-- Exercise objective --
Give a single number in reply. It is the count of lines below that contain the string "bodies".

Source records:
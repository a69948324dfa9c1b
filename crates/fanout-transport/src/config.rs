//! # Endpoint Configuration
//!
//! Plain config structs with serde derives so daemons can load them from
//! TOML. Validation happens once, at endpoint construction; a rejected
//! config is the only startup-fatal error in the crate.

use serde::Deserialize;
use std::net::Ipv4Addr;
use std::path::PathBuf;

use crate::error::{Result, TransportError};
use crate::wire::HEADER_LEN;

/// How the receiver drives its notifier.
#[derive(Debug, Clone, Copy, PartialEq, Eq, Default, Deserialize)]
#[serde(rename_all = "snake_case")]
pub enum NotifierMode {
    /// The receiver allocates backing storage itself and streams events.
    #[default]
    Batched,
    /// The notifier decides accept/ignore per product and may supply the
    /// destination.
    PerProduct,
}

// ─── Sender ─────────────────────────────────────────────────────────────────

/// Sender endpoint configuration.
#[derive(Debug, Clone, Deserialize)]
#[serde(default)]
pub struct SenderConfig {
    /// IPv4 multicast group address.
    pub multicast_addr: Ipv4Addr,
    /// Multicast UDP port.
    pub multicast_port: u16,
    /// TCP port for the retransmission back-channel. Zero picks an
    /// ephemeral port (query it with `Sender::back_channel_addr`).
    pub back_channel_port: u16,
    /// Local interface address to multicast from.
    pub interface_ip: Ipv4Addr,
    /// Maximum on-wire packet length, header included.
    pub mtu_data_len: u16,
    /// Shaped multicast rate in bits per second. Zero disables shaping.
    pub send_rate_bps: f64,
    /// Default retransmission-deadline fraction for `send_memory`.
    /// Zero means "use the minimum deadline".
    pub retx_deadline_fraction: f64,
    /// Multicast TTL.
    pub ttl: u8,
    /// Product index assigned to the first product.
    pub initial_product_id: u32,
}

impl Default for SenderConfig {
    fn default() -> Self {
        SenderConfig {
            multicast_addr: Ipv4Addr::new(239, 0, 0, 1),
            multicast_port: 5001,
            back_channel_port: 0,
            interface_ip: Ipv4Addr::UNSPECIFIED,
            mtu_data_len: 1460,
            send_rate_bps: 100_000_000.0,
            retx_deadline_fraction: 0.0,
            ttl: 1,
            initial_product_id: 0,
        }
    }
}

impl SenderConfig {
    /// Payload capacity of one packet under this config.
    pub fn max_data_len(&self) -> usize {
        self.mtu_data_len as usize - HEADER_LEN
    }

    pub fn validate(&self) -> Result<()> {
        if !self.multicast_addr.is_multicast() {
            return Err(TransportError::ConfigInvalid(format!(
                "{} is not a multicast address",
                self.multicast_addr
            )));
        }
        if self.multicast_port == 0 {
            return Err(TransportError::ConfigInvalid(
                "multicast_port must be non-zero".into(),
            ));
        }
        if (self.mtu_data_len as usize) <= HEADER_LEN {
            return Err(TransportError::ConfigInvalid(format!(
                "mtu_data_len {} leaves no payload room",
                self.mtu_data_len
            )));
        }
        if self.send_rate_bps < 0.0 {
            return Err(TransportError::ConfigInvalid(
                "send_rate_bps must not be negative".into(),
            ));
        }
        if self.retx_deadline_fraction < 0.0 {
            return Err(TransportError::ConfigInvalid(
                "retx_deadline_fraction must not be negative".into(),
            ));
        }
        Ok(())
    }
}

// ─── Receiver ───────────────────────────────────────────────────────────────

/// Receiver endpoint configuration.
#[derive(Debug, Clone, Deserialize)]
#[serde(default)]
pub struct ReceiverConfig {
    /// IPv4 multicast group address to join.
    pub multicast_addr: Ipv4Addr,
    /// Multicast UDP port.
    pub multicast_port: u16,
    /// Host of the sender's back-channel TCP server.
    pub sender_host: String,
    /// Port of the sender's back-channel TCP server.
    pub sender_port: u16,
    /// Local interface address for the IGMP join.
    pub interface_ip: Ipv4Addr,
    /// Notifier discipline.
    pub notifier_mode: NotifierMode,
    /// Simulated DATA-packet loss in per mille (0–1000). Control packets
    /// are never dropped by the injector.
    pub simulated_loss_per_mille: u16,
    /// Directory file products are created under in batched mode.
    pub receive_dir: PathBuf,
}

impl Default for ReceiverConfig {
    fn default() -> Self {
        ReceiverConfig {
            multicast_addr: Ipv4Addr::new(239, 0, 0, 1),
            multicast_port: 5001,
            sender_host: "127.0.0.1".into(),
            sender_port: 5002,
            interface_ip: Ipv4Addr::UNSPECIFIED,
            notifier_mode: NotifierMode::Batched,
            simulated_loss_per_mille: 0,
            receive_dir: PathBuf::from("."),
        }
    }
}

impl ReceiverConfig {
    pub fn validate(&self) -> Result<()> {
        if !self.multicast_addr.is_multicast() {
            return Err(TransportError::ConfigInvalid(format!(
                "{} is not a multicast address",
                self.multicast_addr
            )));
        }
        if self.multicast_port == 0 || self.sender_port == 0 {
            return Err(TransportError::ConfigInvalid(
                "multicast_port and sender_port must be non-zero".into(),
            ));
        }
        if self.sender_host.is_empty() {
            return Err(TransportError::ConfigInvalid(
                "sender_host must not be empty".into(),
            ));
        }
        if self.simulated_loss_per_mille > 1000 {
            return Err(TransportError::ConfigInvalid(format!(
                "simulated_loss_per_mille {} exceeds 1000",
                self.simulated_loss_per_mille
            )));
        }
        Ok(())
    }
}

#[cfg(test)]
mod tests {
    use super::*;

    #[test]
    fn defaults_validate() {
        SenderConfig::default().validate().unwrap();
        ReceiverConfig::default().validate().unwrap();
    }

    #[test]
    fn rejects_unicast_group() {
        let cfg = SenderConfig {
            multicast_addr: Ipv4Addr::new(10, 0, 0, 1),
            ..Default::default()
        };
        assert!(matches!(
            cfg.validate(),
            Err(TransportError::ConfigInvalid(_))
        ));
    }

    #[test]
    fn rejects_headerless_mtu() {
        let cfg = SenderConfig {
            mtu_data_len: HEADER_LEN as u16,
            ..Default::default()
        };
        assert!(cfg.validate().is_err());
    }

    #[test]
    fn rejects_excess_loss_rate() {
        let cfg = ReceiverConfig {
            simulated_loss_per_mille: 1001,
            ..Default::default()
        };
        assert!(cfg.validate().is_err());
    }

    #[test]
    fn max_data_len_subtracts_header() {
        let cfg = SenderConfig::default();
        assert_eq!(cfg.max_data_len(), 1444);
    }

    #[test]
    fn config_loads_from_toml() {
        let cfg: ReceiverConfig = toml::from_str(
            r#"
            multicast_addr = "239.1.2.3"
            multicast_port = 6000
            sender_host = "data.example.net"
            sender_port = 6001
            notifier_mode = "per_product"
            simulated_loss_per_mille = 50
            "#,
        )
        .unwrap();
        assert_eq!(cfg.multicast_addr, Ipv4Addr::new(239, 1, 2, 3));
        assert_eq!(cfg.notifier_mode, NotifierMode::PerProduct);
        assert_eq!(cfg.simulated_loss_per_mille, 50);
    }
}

--

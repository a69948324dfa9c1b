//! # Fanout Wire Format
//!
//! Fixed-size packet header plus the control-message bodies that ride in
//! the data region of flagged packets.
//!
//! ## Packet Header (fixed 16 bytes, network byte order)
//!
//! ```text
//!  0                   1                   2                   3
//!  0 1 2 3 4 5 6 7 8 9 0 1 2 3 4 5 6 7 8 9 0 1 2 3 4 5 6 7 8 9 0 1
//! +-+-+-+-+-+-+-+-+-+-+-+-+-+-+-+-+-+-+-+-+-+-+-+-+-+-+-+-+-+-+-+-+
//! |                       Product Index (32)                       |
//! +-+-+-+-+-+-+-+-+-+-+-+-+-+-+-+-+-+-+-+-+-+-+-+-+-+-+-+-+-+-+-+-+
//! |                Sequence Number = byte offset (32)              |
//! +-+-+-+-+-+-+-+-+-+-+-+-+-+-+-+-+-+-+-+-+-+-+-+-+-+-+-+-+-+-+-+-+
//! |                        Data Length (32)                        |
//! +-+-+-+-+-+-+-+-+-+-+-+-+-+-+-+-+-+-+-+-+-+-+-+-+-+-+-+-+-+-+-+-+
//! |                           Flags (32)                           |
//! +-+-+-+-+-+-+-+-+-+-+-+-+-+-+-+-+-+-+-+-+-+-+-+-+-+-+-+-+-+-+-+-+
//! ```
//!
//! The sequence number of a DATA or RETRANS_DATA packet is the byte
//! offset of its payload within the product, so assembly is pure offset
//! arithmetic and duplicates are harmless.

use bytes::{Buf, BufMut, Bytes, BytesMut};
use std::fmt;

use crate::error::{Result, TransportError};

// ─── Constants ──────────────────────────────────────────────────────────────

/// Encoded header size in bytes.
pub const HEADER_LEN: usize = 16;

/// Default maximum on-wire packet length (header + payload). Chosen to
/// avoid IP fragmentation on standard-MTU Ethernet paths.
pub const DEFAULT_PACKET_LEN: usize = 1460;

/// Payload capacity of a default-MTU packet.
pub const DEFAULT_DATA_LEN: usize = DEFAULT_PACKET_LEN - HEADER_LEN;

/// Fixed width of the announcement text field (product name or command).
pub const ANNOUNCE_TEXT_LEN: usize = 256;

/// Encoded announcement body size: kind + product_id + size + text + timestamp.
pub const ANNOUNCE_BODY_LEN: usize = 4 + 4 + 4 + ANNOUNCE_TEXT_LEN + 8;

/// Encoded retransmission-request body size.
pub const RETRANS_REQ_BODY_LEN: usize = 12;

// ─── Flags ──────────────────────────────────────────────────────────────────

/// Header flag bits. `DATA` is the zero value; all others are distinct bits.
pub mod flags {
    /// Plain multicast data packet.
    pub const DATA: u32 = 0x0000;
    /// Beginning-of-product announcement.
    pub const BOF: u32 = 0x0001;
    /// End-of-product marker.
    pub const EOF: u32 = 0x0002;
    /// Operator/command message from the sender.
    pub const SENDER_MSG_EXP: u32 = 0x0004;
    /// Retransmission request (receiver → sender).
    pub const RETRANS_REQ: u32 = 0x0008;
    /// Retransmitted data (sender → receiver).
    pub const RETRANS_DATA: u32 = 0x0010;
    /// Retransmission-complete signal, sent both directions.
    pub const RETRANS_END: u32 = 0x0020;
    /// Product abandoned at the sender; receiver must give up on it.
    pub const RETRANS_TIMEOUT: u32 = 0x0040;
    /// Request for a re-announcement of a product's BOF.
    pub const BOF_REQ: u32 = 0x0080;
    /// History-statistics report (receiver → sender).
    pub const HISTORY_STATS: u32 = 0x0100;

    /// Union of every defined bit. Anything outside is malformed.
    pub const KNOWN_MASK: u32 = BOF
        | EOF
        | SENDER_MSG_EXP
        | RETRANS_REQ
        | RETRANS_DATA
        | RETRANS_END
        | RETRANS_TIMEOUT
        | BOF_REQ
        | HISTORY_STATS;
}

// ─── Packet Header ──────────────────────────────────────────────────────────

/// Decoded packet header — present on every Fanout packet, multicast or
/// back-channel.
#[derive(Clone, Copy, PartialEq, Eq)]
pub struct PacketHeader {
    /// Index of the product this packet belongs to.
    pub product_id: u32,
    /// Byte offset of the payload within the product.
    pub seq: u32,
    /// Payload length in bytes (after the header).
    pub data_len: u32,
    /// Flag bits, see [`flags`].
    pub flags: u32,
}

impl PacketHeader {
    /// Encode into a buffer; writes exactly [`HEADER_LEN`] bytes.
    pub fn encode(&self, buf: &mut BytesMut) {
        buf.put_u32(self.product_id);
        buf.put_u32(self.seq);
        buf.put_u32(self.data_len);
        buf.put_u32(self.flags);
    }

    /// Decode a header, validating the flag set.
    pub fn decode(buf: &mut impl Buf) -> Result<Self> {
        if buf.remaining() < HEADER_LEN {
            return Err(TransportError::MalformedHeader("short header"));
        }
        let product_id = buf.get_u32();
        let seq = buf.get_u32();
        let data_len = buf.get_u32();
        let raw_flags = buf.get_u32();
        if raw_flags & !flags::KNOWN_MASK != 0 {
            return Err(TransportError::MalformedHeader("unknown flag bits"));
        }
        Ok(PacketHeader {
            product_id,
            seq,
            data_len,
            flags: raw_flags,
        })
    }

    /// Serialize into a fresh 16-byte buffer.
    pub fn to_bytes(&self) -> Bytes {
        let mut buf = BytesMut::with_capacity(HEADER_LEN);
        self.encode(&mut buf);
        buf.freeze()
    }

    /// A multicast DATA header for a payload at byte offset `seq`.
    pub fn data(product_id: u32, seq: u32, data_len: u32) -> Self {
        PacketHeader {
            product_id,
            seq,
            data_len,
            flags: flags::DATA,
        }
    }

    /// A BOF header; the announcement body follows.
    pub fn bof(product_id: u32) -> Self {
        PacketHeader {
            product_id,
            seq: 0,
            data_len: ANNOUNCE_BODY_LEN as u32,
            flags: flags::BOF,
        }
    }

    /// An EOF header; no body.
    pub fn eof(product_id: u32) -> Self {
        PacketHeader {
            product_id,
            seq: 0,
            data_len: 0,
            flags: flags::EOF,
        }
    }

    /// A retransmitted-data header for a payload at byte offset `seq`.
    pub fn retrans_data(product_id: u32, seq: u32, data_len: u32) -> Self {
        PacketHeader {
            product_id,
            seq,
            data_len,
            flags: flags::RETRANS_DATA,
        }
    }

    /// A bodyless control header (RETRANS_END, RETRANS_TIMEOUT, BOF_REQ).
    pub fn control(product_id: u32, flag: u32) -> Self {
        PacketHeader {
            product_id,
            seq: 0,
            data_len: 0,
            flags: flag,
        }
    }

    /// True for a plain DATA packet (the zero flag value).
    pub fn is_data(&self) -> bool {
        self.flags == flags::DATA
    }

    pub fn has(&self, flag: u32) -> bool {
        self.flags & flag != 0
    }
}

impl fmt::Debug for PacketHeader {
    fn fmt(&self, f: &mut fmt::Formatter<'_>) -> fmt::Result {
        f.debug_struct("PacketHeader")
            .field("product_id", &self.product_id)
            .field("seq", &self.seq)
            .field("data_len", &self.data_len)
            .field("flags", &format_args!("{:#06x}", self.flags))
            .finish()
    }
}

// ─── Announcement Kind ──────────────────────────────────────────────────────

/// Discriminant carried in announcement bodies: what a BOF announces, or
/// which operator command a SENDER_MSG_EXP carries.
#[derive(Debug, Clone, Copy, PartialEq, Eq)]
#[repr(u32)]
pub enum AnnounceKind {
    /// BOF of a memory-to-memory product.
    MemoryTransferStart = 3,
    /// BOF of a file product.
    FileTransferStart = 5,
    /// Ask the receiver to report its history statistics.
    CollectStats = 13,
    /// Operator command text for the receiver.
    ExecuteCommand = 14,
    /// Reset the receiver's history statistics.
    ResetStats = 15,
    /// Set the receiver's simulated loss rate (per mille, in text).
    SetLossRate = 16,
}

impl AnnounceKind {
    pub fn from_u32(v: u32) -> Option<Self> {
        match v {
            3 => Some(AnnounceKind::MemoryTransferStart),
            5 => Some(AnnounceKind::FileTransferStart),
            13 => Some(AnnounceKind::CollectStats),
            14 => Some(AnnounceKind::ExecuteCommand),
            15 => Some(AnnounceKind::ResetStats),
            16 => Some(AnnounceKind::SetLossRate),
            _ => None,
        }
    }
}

-- Output --
2